- _Entries supplied_:

__________________________________________________

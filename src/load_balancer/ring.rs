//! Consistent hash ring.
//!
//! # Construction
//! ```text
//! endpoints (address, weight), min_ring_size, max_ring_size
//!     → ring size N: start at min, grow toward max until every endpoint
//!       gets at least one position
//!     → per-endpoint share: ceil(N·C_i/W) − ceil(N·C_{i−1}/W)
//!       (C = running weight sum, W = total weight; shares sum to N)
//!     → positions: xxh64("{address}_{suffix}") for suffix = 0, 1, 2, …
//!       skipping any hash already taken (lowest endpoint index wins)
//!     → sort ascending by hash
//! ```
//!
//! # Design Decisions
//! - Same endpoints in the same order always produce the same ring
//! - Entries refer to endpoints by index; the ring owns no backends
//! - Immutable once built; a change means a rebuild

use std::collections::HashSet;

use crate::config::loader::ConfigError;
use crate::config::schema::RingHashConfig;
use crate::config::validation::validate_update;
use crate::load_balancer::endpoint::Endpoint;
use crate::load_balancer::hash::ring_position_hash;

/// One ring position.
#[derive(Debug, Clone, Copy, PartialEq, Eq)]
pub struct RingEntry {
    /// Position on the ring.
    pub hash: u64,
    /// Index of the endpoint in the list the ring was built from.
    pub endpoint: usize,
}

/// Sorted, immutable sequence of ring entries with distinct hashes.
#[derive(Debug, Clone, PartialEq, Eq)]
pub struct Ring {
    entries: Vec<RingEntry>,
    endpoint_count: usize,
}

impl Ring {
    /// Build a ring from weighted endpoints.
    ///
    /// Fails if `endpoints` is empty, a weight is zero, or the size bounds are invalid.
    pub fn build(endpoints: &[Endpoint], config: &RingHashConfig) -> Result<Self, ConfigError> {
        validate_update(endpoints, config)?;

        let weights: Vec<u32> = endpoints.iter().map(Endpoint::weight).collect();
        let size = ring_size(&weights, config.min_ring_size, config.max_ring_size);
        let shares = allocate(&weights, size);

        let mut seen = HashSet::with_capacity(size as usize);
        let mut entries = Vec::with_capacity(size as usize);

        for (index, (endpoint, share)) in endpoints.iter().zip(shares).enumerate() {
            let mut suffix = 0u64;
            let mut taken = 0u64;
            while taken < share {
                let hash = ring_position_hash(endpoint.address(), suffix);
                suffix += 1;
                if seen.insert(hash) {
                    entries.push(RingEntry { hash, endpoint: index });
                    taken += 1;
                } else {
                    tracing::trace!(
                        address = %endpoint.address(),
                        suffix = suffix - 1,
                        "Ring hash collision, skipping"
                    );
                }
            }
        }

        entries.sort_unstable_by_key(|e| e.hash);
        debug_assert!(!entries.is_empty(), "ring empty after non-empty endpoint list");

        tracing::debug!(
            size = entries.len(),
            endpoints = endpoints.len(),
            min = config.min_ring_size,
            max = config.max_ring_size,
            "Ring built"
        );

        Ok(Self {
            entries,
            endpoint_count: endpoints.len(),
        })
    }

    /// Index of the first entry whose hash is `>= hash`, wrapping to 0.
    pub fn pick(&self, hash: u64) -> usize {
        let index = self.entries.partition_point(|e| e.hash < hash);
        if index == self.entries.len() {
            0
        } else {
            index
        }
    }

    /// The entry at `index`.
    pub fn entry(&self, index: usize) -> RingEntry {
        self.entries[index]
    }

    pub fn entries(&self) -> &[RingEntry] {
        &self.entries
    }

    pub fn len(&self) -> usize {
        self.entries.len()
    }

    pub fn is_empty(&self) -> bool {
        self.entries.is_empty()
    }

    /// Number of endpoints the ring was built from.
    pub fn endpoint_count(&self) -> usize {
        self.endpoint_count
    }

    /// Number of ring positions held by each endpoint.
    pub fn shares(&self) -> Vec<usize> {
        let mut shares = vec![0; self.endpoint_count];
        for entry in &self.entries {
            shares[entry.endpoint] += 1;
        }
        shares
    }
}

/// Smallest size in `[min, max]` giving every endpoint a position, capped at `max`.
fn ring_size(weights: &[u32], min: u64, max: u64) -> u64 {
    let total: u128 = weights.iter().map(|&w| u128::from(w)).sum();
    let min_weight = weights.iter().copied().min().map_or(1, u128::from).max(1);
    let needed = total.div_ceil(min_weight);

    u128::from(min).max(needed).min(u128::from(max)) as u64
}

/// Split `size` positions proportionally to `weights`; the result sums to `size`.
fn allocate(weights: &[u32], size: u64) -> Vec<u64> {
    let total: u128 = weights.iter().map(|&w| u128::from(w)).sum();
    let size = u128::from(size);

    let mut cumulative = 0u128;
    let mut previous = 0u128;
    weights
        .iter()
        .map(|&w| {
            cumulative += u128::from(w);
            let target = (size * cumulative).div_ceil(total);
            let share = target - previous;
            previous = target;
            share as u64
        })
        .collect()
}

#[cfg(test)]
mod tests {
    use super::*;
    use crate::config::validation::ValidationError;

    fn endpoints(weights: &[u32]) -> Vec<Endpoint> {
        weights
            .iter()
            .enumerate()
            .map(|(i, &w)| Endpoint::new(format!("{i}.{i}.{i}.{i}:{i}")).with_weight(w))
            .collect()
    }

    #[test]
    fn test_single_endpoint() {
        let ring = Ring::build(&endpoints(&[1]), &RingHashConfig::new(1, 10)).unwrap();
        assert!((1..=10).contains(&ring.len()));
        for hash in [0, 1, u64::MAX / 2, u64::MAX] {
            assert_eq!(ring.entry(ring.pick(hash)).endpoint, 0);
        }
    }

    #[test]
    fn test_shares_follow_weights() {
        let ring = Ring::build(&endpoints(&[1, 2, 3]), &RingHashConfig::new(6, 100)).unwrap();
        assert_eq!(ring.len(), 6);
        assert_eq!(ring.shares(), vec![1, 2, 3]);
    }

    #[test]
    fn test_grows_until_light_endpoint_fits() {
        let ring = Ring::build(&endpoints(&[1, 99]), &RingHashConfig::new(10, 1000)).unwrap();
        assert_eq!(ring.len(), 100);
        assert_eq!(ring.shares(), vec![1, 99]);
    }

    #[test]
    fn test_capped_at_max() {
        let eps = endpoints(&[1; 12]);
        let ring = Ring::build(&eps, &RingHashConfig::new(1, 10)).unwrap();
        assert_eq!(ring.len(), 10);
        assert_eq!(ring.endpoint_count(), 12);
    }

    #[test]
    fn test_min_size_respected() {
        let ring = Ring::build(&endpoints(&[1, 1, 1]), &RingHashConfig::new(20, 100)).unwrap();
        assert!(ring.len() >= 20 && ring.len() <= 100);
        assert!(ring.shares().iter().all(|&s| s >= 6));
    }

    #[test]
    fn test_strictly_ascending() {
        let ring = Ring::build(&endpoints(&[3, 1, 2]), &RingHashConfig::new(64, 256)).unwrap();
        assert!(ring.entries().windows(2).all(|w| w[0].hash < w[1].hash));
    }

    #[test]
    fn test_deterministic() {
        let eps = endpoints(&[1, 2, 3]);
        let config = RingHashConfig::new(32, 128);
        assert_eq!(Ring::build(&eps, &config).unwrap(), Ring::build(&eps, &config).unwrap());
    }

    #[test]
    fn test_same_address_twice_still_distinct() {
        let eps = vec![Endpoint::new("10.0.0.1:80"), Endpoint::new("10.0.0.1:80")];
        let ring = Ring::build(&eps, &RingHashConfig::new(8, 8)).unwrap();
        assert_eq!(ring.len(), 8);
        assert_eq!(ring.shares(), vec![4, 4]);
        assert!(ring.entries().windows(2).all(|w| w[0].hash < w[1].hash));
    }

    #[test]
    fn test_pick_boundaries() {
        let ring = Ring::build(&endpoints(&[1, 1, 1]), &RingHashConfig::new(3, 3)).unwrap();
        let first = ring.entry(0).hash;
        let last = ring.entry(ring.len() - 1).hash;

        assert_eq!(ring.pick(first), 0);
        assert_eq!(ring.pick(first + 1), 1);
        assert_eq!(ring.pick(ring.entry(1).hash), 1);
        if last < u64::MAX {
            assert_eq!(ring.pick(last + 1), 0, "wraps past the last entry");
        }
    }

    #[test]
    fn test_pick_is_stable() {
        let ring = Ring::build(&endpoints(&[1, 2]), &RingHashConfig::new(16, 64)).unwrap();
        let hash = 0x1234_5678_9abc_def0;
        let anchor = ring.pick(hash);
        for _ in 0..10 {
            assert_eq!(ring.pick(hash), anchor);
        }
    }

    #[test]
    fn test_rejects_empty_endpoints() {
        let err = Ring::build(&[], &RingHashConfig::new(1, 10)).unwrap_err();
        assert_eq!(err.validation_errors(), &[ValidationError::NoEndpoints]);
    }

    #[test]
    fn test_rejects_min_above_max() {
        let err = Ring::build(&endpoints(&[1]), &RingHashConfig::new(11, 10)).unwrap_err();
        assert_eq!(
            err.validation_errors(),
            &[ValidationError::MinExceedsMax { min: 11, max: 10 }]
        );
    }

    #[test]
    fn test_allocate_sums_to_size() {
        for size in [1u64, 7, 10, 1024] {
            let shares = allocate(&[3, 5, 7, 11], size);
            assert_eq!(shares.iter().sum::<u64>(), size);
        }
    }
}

__________________________________________________

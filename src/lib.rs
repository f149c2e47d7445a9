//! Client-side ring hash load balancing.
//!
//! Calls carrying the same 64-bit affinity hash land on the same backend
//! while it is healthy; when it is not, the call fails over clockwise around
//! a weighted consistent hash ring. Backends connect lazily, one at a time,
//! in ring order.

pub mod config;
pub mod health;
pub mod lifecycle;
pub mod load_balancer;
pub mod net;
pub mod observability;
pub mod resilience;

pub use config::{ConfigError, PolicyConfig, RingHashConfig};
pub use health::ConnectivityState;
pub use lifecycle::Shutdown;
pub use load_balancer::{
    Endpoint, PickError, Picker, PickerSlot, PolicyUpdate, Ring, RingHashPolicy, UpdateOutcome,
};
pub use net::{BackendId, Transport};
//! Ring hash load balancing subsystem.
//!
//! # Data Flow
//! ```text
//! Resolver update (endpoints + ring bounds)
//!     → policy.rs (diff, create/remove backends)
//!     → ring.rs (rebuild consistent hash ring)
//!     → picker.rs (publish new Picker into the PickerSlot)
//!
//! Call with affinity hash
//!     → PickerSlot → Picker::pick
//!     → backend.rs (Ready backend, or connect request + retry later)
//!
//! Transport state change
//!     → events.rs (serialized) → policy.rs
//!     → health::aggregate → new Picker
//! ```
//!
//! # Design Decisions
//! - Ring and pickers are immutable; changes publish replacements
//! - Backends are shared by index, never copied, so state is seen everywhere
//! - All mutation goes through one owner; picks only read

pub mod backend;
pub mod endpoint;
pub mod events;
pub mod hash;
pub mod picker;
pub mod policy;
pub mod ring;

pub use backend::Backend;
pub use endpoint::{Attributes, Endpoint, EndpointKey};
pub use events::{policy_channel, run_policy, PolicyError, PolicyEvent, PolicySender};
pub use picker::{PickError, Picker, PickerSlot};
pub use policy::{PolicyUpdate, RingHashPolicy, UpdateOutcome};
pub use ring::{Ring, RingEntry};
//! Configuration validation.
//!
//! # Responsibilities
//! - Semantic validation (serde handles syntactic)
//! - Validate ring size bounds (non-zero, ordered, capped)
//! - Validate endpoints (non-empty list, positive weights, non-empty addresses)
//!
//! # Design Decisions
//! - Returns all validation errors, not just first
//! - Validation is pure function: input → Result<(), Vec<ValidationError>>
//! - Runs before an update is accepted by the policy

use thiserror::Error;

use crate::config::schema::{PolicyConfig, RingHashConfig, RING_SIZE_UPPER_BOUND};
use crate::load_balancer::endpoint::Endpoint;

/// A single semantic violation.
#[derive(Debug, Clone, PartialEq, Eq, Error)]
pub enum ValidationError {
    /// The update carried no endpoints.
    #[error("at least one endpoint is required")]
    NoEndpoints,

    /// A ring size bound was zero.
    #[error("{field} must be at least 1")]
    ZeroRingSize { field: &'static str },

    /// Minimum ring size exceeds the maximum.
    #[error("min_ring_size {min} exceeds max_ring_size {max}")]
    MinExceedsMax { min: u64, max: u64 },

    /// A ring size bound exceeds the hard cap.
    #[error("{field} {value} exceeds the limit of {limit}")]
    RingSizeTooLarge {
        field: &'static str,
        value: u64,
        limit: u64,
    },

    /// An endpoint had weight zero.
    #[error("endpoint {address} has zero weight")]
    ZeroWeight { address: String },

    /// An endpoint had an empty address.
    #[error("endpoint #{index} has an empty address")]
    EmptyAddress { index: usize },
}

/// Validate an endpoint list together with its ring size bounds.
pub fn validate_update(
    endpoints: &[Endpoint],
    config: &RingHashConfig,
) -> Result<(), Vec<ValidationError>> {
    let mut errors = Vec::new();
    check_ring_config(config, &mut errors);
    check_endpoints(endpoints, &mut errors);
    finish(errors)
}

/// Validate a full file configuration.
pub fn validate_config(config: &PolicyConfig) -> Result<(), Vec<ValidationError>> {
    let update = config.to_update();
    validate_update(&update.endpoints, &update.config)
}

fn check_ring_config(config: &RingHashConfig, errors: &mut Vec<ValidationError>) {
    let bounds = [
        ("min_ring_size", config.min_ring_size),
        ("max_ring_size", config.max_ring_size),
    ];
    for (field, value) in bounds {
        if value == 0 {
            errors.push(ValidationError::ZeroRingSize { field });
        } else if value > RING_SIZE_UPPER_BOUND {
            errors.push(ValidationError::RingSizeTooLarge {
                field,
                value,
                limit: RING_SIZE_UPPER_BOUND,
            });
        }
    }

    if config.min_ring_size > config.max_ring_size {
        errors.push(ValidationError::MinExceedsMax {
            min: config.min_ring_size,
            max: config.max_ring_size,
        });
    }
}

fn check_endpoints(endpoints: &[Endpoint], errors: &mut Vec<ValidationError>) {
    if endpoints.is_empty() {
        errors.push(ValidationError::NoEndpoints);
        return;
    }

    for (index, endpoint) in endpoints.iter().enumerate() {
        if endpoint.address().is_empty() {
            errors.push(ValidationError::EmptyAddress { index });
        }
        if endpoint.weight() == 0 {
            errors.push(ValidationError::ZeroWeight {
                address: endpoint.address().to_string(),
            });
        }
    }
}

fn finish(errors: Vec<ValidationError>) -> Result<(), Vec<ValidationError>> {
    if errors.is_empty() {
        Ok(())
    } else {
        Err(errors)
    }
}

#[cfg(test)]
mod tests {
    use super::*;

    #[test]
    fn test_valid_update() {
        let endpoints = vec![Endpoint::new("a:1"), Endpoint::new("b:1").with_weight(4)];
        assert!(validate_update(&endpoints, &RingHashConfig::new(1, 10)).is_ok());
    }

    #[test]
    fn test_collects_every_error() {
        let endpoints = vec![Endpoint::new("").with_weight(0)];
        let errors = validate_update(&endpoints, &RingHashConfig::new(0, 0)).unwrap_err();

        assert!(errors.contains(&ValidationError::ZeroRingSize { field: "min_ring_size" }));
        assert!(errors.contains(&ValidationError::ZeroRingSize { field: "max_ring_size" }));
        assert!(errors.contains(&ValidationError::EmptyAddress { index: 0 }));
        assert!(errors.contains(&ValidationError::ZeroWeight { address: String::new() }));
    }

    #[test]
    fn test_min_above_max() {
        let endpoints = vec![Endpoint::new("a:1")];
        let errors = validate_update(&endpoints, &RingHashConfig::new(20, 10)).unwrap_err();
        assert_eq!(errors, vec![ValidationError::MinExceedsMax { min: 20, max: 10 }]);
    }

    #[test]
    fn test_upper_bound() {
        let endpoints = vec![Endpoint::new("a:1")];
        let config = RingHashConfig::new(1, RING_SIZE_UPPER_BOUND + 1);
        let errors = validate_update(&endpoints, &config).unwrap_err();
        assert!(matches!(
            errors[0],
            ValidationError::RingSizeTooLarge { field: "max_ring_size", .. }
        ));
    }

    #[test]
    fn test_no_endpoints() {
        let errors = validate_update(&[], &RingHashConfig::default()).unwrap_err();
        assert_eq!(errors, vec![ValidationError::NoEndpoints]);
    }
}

__________________________________________________

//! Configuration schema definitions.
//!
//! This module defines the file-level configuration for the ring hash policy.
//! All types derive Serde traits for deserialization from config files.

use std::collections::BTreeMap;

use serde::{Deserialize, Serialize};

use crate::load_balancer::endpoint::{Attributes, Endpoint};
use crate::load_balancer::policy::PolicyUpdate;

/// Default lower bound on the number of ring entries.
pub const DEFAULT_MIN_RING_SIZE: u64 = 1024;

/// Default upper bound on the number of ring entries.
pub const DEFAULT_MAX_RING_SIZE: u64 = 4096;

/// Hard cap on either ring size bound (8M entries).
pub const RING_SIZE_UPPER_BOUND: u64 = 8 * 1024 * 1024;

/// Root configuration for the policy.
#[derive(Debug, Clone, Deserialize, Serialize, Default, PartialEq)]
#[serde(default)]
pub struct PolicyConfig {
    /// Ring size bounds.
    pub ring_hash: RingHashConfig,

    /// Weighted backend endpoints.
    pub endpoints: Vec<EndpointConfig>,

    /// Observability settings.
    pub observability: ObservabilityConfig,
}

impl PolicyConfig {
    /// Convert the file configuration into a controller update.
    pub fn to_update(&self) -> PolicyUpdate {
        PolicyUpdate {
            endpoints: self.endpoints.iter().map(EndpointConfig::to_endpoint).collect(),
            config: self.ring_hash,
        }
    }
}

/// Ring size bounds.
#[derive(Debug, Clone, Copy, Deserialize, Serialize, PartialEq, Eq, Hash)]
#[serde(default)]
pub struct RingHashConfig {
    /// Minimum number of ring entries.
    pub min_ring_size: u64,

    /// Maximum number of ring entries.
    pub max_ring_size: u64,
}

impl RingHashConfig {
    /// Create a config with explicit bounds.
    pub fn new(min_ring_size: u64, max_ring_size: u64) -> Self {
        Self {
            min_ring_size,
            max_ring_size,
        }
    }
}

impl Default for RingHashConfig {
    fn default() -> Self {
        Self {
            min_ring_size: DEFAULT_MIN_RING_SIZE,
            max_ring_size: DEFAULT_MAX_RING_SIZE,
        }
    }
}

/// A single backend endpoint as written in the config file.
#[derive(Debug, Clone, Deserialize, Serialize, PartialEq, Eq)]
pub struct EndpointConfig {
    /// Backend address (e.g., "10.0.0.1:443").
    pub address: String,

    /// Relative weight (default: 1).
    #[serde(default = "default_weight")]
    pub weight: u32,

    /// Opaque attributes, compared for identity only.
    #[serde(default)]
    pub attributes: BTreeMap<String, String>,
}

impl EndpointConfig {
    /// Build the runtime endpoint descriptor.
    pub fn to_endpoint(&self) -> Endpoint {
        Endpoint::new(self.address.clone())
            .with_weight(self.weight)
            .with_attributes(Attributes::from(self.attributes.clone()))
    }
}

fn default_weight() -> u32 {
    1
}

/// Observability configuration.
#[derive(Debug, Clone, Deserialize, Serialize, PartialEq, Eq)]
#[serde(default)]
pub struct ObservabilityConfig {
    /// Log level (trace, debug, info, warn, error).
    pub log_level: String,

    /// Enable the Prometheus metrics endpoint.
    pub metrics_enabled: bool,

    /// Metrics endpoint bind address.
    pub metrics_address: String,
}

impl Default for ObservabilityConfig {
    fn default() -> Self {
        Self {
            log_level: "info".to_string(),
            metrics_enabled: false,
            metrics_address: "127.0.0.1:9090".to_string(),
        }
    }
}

__________________________________________________

Counting only lines above that contain the string "value", report how many there are and write nothing further.

- _The completed task_: 6